The Broken Strings of Friendship
How many bosom friends will one have?
No one appreciates my music since you left.
Breaking my heart, I weep before your grave.
We are so far apart, separated by your death.
Asking about: Home
The Story Behind This Stick
This story centers on Boya, a master musician during ancient China's Spring and Autumn period. Boya played the guqin (seven-string zither) with extraordinary skill, but felt deeply misunderstood—until he met Zhong Ziqi, a humble woodcutter. When Boya played melodies of flowing water or high mountains, Ziqi could hear exactly what Boya intended to express.
They became the closest of friends. After Ziqi died unexpectedly, Boya was devastated. At his friend's grave, he smashed his beloved guqin and never played again, declaring that since his only true listener was gone, music had lost all meaning.
This tale gave us the Chinese phrase zhiyin (知音)—literally 'knowing the sound'—meaning someone who truly understands you. The broken guqin represents the irreplaceable nature of deep connections and the profound grief that follows their loss.
The Reading
Boya smashing his guqin at the graveside is one of the most extreme images in the whole stick set. He didn't just stop playing; he destroyed the instrument because the one person who heard what he meant was gone. Drawing this stick for a question about family means the verse is reflecting something heavy back at you: there is, or was, a person in your household who translated you. Maybe it's a parent who just understood your moods, a sibling who could read the room before you spoke, a grandparent whose absence left a silence at the dinner table. The stick isn't predicting loss. It's noticing that you're already living with it, or bracing for it, and that no one else in the family seems to have inherited that frequency yet.
The lower grade here is a warning against Boya's response, not a verdict on your situation.

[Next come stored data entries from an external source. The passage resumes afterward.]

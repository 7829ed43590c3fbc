//! TCP listener driving WebSocket sessions.
//!
//! One tokio task per accepted socket owns its [`Session`]; reads, writes
//! and write-ready notifications are serialized inside that task.
//!
//! # Architecture
//!
//! ```text
//! ┌──────────────────────────────────────────┐
//! │            WebSocketServer               │
//! │  accept loop ──spawn──► connection task  │
//! │                          │ Session       │
//! │  RouteRegistry ◄─resolve─┘ Upstream      │
//! │  sessions: SessionId → SocketAddr        │
//! └──────────────────────────────────────────┘
//! ```
//!
//! # Modules
//!
//! | Module | Description |
//! |--------|-------------|
//! | `config` | `ServerConfig` and its builder |
//! | `routes` | Route name to upstream factory registry |

// ============================================================================
// Submodules
// ============================================================================

/// Listener configuration.
pub mod config;

/// Route registry.
pub mod routes;

// ============================================================================
// Re-exports
// ============================================================================

pub use config::{ServerConfig, ServerConfigBuilder, parse_size};
pub use routes::RouteRegistry;

// ============================================================================
// Imports
// ============================================================================

use std::net::{IpAddr, Ipv4Addr, SocketAddr};
use std::sync::Arc;
use std::sync::atomic::{AtomicBool, Ordering};
use std::time::Duration;

use parking_lot::Mutex;
use rustc_hash::FxHashMap;
use tokio::io::{AsyncReadExt, AsyncWriteExt};
use tokio::net::{TcpListener, TcpStream};
use tokio::sync::watch;
use tokio::time::{sleep, timeout};
use tracing::{debug, error, info, warn};

use crate::error::{Error, Result};
use crate::identifiers::SessionId;
use crate::session::{Session, SessionSettings};

// ============================================================================
// Constants
// ============================================================================

/// Accept timeout so the loop can observe the shutdown flag.
const ACCEPT_POLL: Duration = Duration::from_millis(100);

/// Delay before asking a deferring upstream again during shutdown.
const SHUTDOWN_RETRY: Duration = Duration::from_millis(100);

/// Socket read size.
const READ_CHUNK: usize = 8192;

// ============================================================================
// WebSocketServer
// ============================================================================

/// Listens for WebSocket clients and runs a session per connection.
///
/// # Example
///
/// ```ignore
/// let routes = Arc::new(RouteRegistry::new());
/// routes.set("echo", Arc::new(|_: &Connection| Some(Box::new(Echo) as Box<dyn Upstream>)));
///
/// let config = ServerConfig::builder().enable(true).build()?;
/// let server = WebSocketServer::bind(config, routes).await?;
/// println!("Listening on {}", server.ws_url());
///
/// server.shutdown().await;
/// ```
pub struct WebSocketServer {
    /// Bound address.
    local_addr: SocketAddr,

    /// Shared by every session.
    settings: SessionSettings,

    /// Live sessions.
    sessions: Mutex<FxHashMap<SessionId, SocketAddr>>,

    /// Stops the accept loop.
    shutdown: AtomicBool,

    /// Tells connection tasks to shut their sessions down.
    shutdown_tx: watch::Sender<bool>,
}

// ============================================================================
// WebSocketServer - Constructor
// ============================================================================

impl WebSocketServer {
    /// Binds the configured address and starts the accept loop.
    ///
    /// # Errors
    ///
    /// - [`Error::Config`] if the configuration is disabled or invalid
    /// - [`Error::Io`] if binding fails
    pub async fn bind(config: ServerConfig, routes: Arc<RouteRegistry>) -> Result<Arc<Self>> {
        let settings = SessionSettings::new(config.max_allowed_packet, routes);
        Self::bind_with_settings(config, settings).await
    }

    /// Like [`WebSocketServer::bind`], with explicit session settings (for a
    /// policy responder, say).
    ///
    /// `settings.max_packet` wins over `config.max_allowed_packet`.
    ///
    /// # Errors
    ///
    /// Same as [`WebSocketServer::bind`].
    pub async fn bind_with_settings(
        config: ServerConfig,
        settings: SessionSettings,
    ) -> Result<Arc<Self>> {
        if !config.enable {
            return Err(Error::config(
                "WebSocket server is disabled. Use .enable(true) to start it.",
            ));
        }
        config.validate()?;

        let listener = TcpListener::bind(config.socket_addr()).await?;
        let local_addr = listener.local_addr()?;

        debug!(addr = %local_addr, "WebSocket server bound");

        let (shutdown_tx, _) = watch::channel(false);
        let server = Arc::new(Self {
            local_addr,
            settings,
            sessions: Mutex::new(FxHashMap::default()),
            shutdown: AtomicBool::new(false),
            shutdown_tx,
        });

        let server_clone = Arc::clone(&server);
        tokio::spawn(async move {
            server_clone.accept_loop(listener).await;
        });

        info!(addr = %local_addr, routes = server.settings.routes.len(), "WebSocket server started");

        Ok(server)
    }
}

// ============================================================================
// WebSocketServer - Public API
// ============================================================================

impl WebSocketServer {
    /// Bound address.
    #[inline]
    #[must_use]
    pub fn local_addr(&self) -> SocketAddr {
        self.local_addr
    }

    /// Bound port.
    #[inline]
    #[must_use]
    pub fn port(&self) -> u16 {
        self.local_addr.port()
    }

    /// URL clients can connect to. Unspecified bind addresses map to
    /// loopback.
    #[must_use]
    pub fn ws_url(&self) -> String {
        let ip = match self.local_addr.ip() {
            ip if ip.is_unspecified() => IpAddr::V4(Ipv4Addr::LOCALHOST),
            ip => ip,
        };
        format!("ws://{}", SocketAddr::new(ip, self.port()))
    }

    /// Number of live sessions.
    #[inline]
    #[must_use]
    pub fn connection_count(&self) -> usize {
        self.sessions.lock().len()
    }

    /// Live sessions and their peers.
    #[must_use]
    pub fn sessions(&self) -> Vec<(SessionId, SocketAddr)> {
        self.sessions
            .lock()
            .iter()
            .map(|(id, addr)| (*id, *addr))
            .collect()
    }

    /// Route registry shared with the sessions.
    #[inline]
    #[must_use]
    pub fn routes(&self) -> &Arc<RouteRegistry> {
        &self.settings.routes
    }

    /// Returns `true` once [`WebSocketServer::shutdown`] was called.
    #[inline]
    #[must_use]
    pub fn is_shutting_down(&self) -> bool {
        self.shutdown.load(Ordering::SeqCst)
    }
}

// ============================================================================
// WebSocketServer - Lifecycle
// ============================================================================

impl WebSocketServer {
    /// Stops accepting and shuts every session down gracefully.
    ///
    /// Sessions whose upstream defers are asked again until they agree, so
    /// this returns only once every session has finished.
    pub async fn shutdown(&self) {
        info!(sessions = self.connection_count(), "WebSocket server shutting down");

        self.shutdown.store(true, Ordering::SeqCst);
        self.shutdown_tx.send_replace(true);

        while self.connection_count() > 0 {
            sleep(SHUTDOWN_RETRY).await;
        }

        info!("WebSocket server shutdown complete");
    }
}

// ============================================================================
// WebSocketServer - Accept Loop
// ============================================================================

impl WebSocketServer {
    /// Background task that accepts new connections.
    async fn accept_loop(self: Arc<Self>, listener: TcpListener) {
        debug!("Accept loop started");

        loop {
            if self.shutdown.load(Ordering::SeqCst) {
                debug!("Accept loop shutting down");
                break;
            }

            match timeout(ACCEPT_POLL, listener.accept()).await {
                Ok(Ok((stream, addr))) => {
                    let server = Arc::clone(&self);
                    tokio::spawn(async move {
                        if let Err(e) = server.handle_connection(stream, addr).await {
                            if e.is_fatal_to_connection() {
                                warn!(error = %e, %addr, "Connection closed with error");
                            } else {
                                debug!(error = %e, %addr, "Connection ended");
                            }
                        }
                    });
                }
                Ok(Err(e)) => {
                    error!(error = %e, "Accept failed");
                }
                Err(_) => continue,
            }
        }

        debug!("Accept loop terminated");
    }

    /// Runs one session until either side closes.
    async fn handle_connection(&self, mut stream: TcpStream, addr: SocketAddr) -> Result<()> {
        let id = SessionId::next();
        debug!(session = %id, %addr, "New TCP connection");

        self.sessions.lock().insert(id, addr);

        let mut session = Session::new(id, Some(addr), self.settings.clone());
        let mut shutdown_rx = self.shutdown_tx.subscribe();

        let result = drive(&mut session, &mut stream, &mut shutdown_rx).await;

        session.finish();
        let _ = stream.shutdown().await;
        self.sessions.lock().remove(&id);

        debug!(session = %id, %addr, "Connection closed");
        result
    }
}

// ============================================================================
// Connection Task
// ============================================================================

/// Pumps bytes between the socket and the session.
async fn drive(
    session: &mut Session,
    stream: &mut TcpStream,
    shutdown_rx: &mut watch::Receiver<bool>,
) -> Result<()> {
    let mut buf = vec![0u8; READ_CHUNK];
    let mut shutting_down = *shutdown_rx.borrow();

    loop {
        flush(session, stream).await?;

        if session.wants_close() {
            return Ok(());
        }

        if shutting_down && session.graceful_shutdown() {
            flush(session, stream).await?;
            return Ok(());
        }

        tokio::select! {
            read = stream.read(&mut buf) => {
                let n = read?;
                if n == 0 {
                    debug!(session = %session.id(), "Peer closed the connection");
                    return Ok(());
                }

                if let Err(e) = session.on_data(&buf[..n]) {
                    flush(session, stream).await?;
                    return Err(e);
                }
            }
            _ = shutdown_rx.changed(), if !shutting_down => {
                shutting_down = true;
            }
            () = sleep(SHUTDOWN_RETRY), if shutting_down => {}
        }
    }
}

/// Writes queued output and reports write readiness until the session
/// stops producing bytes.
async fn flush(session: &mut Session, stream: &mut TcpStream) -> Result<()> {
    while session.has_output() {
        let output = session.take_output();
        stream.write_all(&output).await?;
        session.on_write_ready();
    }
    Ok(())
}

// ============================================================================
// Tests
// ============================================================================
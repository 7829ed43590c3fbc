//! Flash cross-domain policy escape hatch.
//!
//! Old Flash-based WebSocket shims open the socket with
//! `<policy-file-request/>` before anything else. When a provider is
//! configured the session answers with the policy text (NUL-terminated) and
//! closes, bypassing the handshake entirely.

/// Literal sent by a Flash client asking for the policy file.
pub const POLICY_REQUEST: &[u8] = b"<policy-file-request/>";

/// Source of the cross-domain policy document.
pub trait PolicyProvider: Send + Sync {
    /// Policy text to serve, or `None` to close without answering.
    fn policy_data(&self) -> Option<String>;
}

/// Serves a fixed policy document.
#[derive(Debug, Clone, PartialEq, Eq)]
pub struct StaticPolicy(pub String);

impl PolicyProvider for StaticPolicy {
    fn policy_data(&self) -> Option<String> {
        (!self.0.is_empty()).then(|| self.0.clone())
    }
}

/// Returns `true` if `buf` contains a policy request.
#[must_use]
pub fn is_policy_request(buf: &[u8]) -> bool {
    buf.windows(POLICY_REQUEST.len())
        .any(|window| window == POLICY_REQUEST)
}
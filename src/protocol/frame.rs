//! Frame model shared by both codecs.
//!
//! A [`Frame`] is one decoded application message. The modern protocol tags
//! frames with an RFC 6455 [`Opcode`]; the legacy protocol only knows text
//! (`0x00`) and binary (`0x80`) frames, which map to [`Opcode::Text`] and
//! [`Opcode::Binary`].

// ============================================================================
// Imports
// ============================================================================

use std::fmt;

use crate::error::{Error, Result};

// ============================================================================
// Opcode
// ============================================================================

/// Frame type tag.
#[derive(Debug, Clone, Copy, PartialEq, Eq, Hash)]
pub enum Opcode {
    /// Continuation of a fragmented message (`0x0`).
    Continuation,
    /// UTF-8 text (`0x1`).
    Text,
    /// Binary data (`0x2`).
    Binary,
    /// Connection close (`0x8`).
    Close,
    /// Ping (`0x9`).
    Ping,
    /// Pong (`0xA`).
    Pong,
}

impl Opcode {
    /// Parses the low nibble of an RFC 6455 frame header.
    ///
    /// # Errors
    ///
    /// Returns [`Error::InvalidFrame`] for reserved opcodes.
    pub fn from_u8(value: u8) -> Result<Self> {
        match value {
            0x0 => Ok(Self::Continuation),
            0x1 => Ok(Self::Text),
            0x2 => Ok(Self::Binary),
            0x8 => Ok(Self::Close),
            0x9 => Ok(Self::Ping),
            0xA => Ok(Self::Pong),
            other => Err(Error::invalid_frame(format!(
                "reserved opcode {other:#x}"
            ))),
        }
    }

    /// Returns the RFC 6455 wire value.
    #[inline]
    #[must_use]
    pub const fn as_u8(self) -> u8 {
        match self {
            Self::Continuation => 0x0,
            Self::Text => 0x1,
            Self::Binary => 0x2,
            Self::Close => 0x8,
            Self::Ping => 0x9,
            Self::Pong => 0xA,
        }
    }

    /// Returns `true` for close, ping and pong.
    #[inline]
    #[must_use]
    pub const fn is_control(self) -> bool {
        matches!(self, Self::Close | Self::Ping | Self::Pong)
    }
}

impl fmt::Display for Opcode {
    fn fmt(&self, f: &mut fmt::Formatter<'_>) -> fmt::Result {
        let name = match self {
            Self::Continuation => "continuation",
            Self::Text => "text",
            Self::Binary => "binary",
            Self::Close => "close",
            Self::Ping => "ping",
            Self::Pong => "pong",
        };
        f.write_str(name)
    }
}

// ============================================================================
// Frame
// ============================================================================

/// One decoded message.
#[derive(Debug, Clone, PartialEq, Eq)]
pub struct Frame {
    /// Frame type.
    pub opcode: Opcode,
    /// Unmasked payload.
    pub payload: Vec<u8>,
}

impl Frame {
    /// Creates a frame.
    #[inline]
    #[must_use]
    pub fn new(opcode: Opcode, payload: impl Into<Vec<u8>>) -> Self {
        Self {
            opcode,
            payload: payload.into(),
        }
    }

    /// Creates a text frame.
    #[inline]
    #[must_use]
    pub fn text(payload: impl Into<Vec<u8>>) -> Self {
        Self::new(Opcode::Text, payload)
    }

    /// Creates a binary frame.
    #[inline]
    #[must_use]
    pub fn binary(payload: impl Into<Vec<u8>>) -> Self {
        Self::new(Opcode::Binary, payload)
    }

    /// Returns the payload as UTF-8, if it is valid.
    #[inline]
    #[must_use]
    pub fn as_text(&self) -> Option<&str> {
        std::str::from_utf8(&self.payload).ok()
    }
}

// ============================================================================
// Decoded
// ============================================================================

/// Outcome of a successful decode attempt.
#[derive(Debug, Clone, PartialEq, Eq)]
pub enum Decoded {
    /// A complete frame was parsed from the head of the buffer.
    Frame {
        /// The frame.
        frame: Frame,
        /// Number of bytes the caller must drop from the buffer head.
        consumed: usize,
    },
    /// The buffer holds an incomplete frame. Nothing was consumed.
    NeedMore,
}

// ============================================================================
// Tests
// ============================================================================

#[cfg(test)]
mod tests {
    use super::*;

    #[test]
    fn test_opcode_from_u8() {
        assert_eq!(Opcode::from_u8(0x1).ok(), Some(Opcode::Text));
        assert_eq!(Opcode::from_u8(0xA).ok(), Some(Opcode::Pong));
        for reserved in [0x3, 0x7, 0xB, 0xF] {
            assert!(matches!(
                Opcode::from_u8(reserved),
                Err(Error::InvalidFrame { .. })
            ));
        }
    }

    #[test]
    fn test_opcode_wire_values() {
        for opcode in [
            Opcode::Continuation,
            Opcode::Text,
            Opcode::Binary,
            Opcode::Close,
            Opcode::Ping,
            Opcode::Pong,
        ] {
            assert_eq!(Opcode::from_u8(opcode.as_u8()).ok(), Some(opcode));
        }
    }

    #[test]
    fn test_opcode_is_control() {
        assert!(Opcode::Ping.is_control());
        assert!(Opcode::Close.is_control());
        assert!(!Opcode::Text.is_control());
        assert!(!Opcode::Continuation.is_control());
    }

    #[test]
    fn test_frame_as_text() {
        assert_eq!(Frame::text("Hello").as_text(), Some("Hello"));
        assert_eq!(Frame::binary(vec![0xFF, 0xFE]).as_text(), None);
    }
}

Smashing the guqin is the part where grief becomes refusal, where you decide that because one listener is gone, you will stop playing for anyone. In a family, that looks like withdrawing from the WhatsApp group, skipping the Sunday meal, letting unanswered questions pile up because explaining yourself to people who don't quite get it feels worse than being alone. The verse is asking you to notice that impulse before it hardens into a habit you can't reverse.
What To Do Next
Show up to the next family meal even if you don't expect to be understood there — sit through the soup course before deciding anything. Reply to one message in the family group this week, however short. If the person who translated you is still around, call them on a weekday, not just at festivals.
If they're gone, write down one thing you would have told them, and keep it somewhere you can find it again. The guqin in your hands is still whole; the choice is whether you keep it tuned for the people who are slowly learning to listen.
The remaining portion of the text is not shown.